SUPPLIED ENTRIES:

● ● ● ●

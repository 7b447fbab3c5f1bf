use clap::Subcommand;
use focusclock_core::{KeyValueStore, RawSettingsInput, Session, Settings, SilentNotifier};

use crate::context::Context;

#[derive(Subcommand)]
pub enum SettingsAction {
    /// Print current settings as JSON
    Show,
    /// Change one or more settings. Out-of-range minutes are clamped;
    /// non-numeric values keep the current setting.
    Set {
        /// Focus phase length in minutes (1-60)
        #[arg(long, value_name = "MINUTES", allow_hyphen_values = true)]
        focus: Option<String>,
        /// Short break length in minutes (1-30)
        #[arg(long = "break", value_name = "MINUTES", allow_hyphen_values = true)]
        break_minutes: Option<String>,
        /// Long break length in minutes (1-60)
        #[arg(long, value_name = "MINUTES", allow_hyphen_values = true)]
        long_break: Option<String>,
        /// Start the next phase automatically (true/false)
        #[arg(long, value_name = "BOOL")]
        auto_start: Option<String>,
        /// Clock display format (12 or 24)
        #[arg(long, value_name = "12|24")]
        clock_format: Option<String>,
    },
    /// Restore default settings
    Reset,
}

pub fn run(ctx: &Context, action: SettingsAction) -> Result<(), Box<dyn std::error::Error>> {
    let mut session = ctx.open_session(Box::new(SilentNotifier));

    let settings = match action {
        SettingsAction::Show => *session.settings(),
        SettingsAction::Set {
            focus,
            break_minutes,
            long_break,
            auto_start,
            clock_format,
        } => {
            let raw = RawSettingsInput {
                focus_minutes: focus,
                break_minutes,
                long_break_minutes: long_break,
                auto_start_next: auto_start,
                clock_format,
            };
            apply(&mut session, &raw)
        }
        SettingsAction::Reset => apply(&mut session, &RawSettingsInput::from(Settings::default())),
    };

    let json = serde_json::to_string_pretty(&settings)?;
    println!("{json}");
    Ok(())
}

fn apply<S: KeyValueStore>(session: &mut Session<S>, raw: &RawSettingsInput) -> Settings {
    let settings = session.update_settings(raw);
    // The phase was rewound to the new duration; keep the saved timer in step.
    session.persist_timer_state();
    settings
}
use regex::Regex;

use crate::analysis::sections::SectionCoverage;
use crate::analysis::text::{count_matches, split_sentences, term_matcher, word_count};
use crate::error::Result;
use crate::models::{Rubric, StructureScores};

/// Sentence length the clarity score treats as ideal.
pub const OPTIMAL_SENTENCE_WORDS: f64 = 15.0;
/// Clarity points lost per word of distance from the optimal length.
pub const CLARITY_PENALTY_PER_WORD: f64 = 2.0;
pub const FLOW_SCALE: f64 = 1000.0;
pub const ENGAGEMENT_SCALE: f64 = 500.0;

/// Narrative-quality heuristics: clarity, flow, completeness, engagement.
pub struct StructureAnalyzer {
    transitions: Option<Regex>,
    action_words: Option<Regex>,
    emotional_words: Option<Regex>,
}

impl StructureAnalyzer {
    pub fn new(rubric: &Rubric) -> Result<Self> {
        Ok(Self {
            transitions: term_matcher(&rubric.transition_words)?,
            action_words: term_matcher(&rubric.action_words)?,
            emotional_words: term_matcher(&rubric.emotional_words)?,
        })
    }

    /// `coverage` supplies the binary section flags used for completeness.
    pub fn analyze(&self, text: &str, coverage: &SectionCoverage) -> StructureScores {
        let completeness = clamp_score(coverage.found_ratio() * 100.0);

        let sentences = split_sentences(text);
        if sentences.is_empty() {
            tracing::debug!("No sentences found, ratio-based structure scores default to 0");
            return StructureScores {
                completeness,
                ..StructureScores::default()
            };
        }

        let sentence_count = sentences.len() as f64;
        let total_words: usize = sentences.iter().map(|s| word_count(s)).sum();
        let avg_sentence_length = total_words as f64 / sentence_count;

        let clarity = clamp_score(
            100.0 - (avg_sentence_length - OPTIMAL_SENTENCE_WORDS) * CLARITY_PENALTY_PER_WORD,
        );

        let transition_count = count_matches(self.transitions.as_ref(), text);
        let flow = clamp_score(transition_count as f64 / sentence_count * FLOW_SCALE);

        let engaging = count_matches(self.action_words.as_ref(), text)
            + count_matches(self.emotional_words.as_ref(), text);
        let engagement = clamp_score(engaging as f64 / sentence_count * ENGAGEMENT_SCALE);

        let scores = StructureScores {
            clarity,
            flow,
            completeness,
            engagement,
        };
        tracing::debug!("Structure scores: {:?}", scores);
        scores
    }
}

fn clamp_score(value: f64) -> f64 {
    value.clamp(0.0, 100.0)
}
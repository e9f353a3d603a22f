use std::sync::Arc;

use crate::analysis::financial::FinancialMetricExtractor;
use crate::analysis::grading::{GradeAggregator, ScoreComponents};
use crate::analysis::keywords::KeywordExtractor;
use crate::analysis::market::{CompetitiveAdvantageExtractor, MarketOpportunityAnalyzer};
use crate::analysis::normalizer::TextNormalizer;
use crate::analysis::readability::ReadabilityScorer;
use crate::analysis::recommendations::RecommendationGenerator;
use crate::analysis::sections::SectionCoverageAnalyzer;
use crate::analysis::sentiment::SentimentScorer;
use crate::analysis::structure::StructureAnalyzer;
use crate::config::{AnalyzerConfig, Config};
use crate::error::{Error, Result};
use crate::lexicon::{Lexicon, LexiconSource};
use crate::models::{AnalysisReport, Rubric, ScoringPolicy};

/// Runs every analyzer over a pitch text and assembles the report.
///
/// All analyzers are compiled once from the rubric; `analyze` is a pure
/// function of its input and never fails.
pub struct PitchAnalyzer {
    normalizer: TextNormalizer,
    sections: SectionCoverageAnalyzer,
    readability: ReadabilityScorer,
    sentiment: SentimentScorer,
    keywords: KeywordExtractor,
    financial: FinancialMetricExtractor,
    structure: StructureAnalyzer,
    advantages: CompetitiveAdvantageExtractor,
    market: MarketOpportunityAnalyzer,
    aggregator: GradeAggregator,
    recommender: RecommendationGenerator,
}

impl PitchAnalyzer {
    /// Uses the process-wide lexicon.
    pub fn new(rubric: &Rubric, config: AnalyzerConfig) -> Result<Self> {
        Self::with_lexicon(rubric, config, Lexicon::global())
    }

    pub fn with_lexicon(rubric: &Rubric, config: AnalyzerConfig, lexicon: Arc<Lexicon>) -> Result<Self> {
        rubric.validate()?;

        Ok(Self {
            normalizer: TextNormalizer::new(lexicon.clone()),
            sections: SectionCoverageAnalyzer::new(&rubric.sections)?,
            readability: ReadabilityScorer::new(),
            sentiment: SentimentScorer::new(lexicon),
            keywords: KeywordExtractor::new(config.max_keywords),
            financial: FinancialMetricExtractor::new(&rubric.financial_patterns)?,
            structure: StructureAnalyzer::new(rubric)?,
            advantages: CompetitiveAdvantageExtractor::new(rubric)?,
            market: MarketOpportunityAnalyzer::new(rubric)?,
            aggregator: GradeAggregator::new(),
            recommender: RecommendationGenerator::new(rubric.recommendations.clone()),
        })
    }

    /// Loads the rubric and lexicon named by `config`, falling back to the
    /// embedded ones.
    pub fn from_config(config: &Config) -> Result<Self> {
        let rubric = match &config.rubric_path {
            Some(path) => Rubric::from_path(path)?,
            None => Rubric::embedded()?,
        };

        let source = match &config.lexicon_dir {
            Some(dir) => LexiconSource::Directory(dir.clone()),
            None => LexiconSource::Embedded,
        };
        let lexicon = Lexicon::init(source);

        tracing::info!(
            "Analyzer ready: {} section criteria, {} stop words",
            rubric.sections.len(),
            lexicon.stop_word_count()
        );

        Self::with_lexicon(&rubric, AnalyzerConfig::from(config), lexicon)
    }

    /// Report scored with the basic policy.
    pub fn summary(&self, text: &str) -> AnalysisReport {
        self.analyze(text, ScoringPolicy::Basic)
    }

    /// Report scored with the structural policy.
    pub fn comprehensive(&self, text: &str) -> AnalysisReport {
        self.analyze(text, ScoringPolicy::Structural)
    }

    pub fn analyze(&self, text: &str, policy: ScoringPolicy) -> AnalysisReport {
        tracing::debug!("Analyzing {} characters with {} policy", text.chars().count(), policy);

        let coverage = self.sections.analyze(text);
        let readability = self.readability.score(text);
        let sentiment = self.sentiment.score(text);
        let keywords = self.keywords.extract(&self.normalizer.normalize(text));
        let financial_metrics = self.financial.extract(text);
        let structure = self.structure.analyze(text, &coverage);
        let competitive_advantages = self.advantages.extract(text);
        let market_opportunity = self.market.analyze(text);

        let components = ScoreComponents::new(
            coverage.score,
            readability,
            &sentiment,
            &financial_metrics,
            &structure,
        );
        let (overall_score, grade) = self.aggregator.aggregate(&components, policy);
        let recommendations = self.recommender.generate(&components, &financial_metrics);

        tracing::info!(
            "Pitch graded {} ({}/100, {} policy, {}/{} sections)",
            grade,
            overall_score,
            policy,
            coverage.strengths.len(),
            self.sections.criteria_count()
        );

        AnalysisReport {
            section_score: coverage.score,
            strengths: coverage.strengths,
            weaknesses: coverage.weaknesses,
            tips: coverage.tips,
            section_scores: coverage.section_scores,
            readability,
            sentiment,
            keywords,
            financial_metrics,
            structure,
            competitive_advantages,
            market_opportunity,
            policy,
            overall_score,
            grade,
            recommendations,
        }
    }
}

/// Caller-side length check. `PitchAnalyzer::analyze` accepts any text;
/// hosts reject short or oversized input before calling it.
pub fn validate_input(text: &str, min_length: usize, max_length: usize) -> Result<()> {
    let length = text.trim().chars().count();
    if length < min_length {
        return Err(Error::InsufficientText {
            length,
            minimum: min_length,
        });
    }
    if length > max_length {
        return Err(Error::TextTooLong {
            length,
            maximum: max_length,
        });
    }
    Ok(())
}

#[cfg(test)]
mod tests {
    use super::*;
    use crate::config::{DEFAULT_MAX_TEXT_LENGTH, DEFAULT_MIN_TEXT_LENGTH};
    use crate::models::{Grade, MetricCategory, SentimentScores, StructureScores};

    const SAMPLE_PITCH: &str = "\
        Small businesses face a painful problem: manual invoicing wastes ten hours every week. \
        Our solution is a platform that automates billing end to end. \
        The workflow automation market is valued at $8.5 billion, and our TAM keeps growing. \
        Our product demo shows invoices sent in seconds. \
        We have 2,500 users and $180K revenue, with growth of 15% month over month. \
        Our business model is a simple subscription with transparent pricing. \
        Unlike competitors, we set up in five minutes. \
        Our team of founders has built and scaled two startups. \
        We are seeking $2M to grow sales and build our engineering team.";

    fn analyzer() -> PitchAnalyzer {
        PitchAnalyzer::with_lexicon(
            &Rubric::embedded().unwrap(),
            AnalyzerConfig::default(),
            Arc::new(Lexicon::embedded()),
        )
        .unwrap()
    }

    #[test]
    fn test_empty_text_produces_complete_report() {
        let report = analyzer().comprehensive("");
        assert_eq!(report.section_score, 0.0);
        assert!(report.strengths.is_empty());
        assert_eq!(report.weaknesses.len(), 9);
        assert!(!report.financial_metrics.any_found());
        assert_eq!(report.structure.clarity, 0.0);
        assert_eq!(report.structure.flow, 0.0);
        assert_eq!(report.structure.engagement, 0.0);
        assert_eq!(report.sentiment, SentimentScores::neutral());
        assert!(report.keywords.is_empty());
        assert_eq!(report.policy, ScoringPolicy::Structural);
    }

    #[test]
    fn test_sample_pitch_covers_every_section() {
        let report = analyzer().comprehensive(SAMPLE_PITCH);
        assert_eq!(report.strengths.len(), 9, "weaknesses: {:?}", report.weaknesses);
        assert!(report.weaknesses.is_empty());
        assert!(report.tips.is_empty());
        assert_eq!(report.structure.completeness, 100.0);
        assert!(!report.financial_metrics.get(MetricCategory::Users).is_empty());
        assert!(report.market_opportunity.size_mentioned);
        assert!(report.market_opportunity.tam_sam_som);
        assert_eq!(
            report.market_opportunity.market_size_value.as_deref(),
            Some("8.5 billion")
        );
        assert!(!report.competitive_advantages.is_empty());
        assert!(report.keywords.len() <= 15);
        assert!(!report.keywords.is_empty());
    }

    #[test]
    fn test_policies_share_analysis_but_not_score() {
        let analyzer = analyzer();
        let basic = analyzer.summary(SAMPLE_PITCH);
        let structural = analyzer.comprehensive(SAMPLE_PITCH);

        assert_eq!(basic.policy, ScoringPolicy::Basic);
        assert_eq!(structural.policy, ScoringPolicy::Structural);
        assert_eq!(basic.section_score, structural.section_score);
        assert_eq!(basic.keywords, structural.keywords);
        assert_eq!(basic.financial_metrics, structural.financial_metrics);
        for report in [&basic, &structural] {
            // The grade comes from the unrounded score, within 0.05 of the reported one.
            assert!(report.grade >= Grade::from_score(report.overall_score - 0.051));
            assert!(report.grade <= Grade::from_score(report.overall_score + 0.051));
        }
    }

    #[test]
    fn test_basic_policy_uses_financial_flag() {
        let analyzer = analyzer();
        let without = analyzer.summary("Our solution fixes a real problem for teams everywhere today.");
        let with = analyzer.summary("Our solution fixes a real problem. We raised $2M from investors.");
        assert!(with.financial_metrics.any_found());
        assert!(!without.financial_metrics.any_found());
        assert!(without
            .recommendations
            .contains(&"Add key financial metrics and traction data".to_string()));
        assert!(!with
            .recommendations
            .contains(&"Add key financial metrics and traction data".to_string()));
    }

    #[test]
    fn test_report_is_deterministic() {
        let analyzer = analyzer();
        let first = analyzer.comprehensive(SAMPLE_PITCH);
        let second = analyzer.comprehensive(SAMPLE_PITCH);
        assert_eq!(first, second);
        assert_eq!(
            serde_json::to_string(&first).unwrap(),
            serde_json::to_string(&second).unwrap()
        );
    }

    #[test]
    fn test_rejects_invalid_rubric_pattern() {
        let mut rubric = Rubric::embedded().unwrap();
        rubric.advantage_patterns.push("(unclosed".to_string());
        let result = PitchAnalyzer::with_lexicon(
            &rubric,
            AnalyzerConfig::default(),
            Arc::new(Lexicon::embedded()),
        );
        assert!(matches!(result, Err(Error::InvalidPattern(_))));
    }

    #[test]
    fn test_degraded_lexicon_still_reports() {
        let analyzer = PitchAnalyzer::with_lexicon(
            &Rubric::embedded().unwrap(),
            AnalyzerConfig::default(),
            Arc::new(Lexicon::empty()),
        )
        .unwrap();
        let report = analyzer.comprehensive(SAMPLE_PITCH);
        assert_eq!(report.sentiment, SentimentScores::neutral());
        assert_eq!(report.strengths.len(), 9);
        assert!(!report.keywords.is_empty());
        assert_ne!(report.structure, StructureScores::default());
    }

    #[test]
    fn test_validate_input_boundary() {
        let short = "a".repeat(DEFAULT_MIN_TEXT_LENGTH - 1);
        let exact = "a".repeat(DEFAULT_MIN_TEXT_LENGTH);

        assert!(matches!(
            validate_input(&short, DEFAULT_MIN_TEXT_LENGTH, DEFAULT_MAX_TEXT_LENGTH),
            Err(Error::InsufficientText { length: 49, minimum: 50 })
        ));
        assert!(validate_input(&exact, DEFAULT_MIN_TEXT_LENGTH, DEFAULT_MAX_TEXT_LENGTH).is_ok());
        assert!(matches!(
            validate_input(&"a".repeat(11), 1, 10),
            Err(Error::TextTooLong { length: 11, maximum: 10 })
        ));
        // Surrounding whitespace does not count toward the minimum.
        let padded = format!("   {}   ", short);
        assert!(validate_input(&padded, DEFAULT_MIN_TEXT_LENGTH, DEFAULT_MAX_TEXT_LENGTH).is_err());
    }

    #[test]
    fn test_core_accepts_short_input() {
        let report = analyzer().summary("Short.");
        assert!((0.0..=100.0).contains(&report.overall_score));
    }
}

● ● ● ●

WORK ITEM: Where in the entries does the word "current" occur? Copy out each line that has it.

ANSWER SECTION:
    /// Print current settings as JSON
    /// non-numeric values keep the current setting.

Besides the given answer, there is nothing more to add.